— WHAT TO PRODUCE —
Work through the material below and count the lines holding the word "validation"; give that count and nothing more.
┌────────
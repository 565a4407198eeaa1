//! Upstream transports.
//!
//! A transport fetches raw, unvalidated items for a platform. It knows
//! nothing about sentiment or expiry; [`crate::PlatformAdapter`] gates,
//! validates, and normalizes what a transport returns.

mod http;
mod offline;

pub use http::HttpTransport;
pub use offline::OfflineTransport;

use async_trait::async_trait;
use mentionhub_core::{Location, Platform, SourceCredential};
use serde::Deserialize;

use crate::error::SourceError;

/// Per-platform network capability behind the adapter boundary.
#[async_trait]
pub trait MentionTransport: Send + Sync {
    /// Fetch up to `limit` raw mentions for `platform`.
    ///
    /// # Errors
    ///
    /// Returns [`SourceError::UpstreamFailure`] on transport or payload errors.
    async fn fetch_mentions(
        &self,
        platform: Platform,
        credential: &SourceCredential,
        limit: usize,
    ) -> Result<Vec<RawMention>, SourceError>;

    /// Fetch the connected account's profile for `platform`.
    ///
    /// # Errors
    ///
    /// Returns [`SourceError::UpstreamFailure`] on transport or payload errors.
    async fn fetch_profile(
        &self,
        platform: Platform,
        credential: &SourceCredential,
    ) -> Result<RawProfile, SourceError>;
}

/// A mention as delivered upstream, before validation.
#[derive(Debug, Clone, Deserialize)]
pub struct RawMention {
    #[serde(default)]
    pub id: String,
    pub author: RawAuthor,
    #[serde(alias = "text", default)]
    pub content: String,
    /// RFC 3339 timestamp; parsed during validation.
    #[serde(alias = "createdAt")]
    pub created_at: String,
    pub permalink: Option<String>,
    pub likes: Option<u64>,
    pub comments: Option<u64>,
    pub shares: Option<u64>,
    #[serde(default)]
    pub media: Vec<RawMedia>,
    pub location: Option<Location>,
}

#[derive(Debug, Clone, Deserialize)]
pub struct RawAuthor {
    #[serde(default)]
    pub id: String,
    #[serde(alias = "name")]
    pub display_name: Option<String>,
    #[serde(alias = "username")]
    pub handle: Option<String>,
    pub profile_url: Option<String>,
    pub avatar_url: Option<String>,
}

#[derive(Debug, Clone, Deserialize)]
pub struct RawMedia {
    /// `image`, `photo`, or `video`; anything else is dropped.
    #[serde(rename = "type", alias = "kind")]
    pub kind: String,
    pub url: String,
}

#[derive(Debug, Clone, Deserialize)]
pub struct RawProfile {
    #[serde(default)]
    pub id: String,
    #[serde(alias = "name")]
    pub display_name: Option<String>,
    #[serde(alias = "username")]
    pub handle: Option<String>,
    pub profile_url: Option<String>,
    pub avatar_url: Option<String>,
    #[serde(alias = "followers_count")]
    pub followers: Option<u64>,
    #[serde(alias = "following_count")]
    pub following: Option<u64>,
    #[serde(alias = "posts_count")]
    pub post_count: Option<u64>,
}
└────────
— WRITTEN ANSWER —
2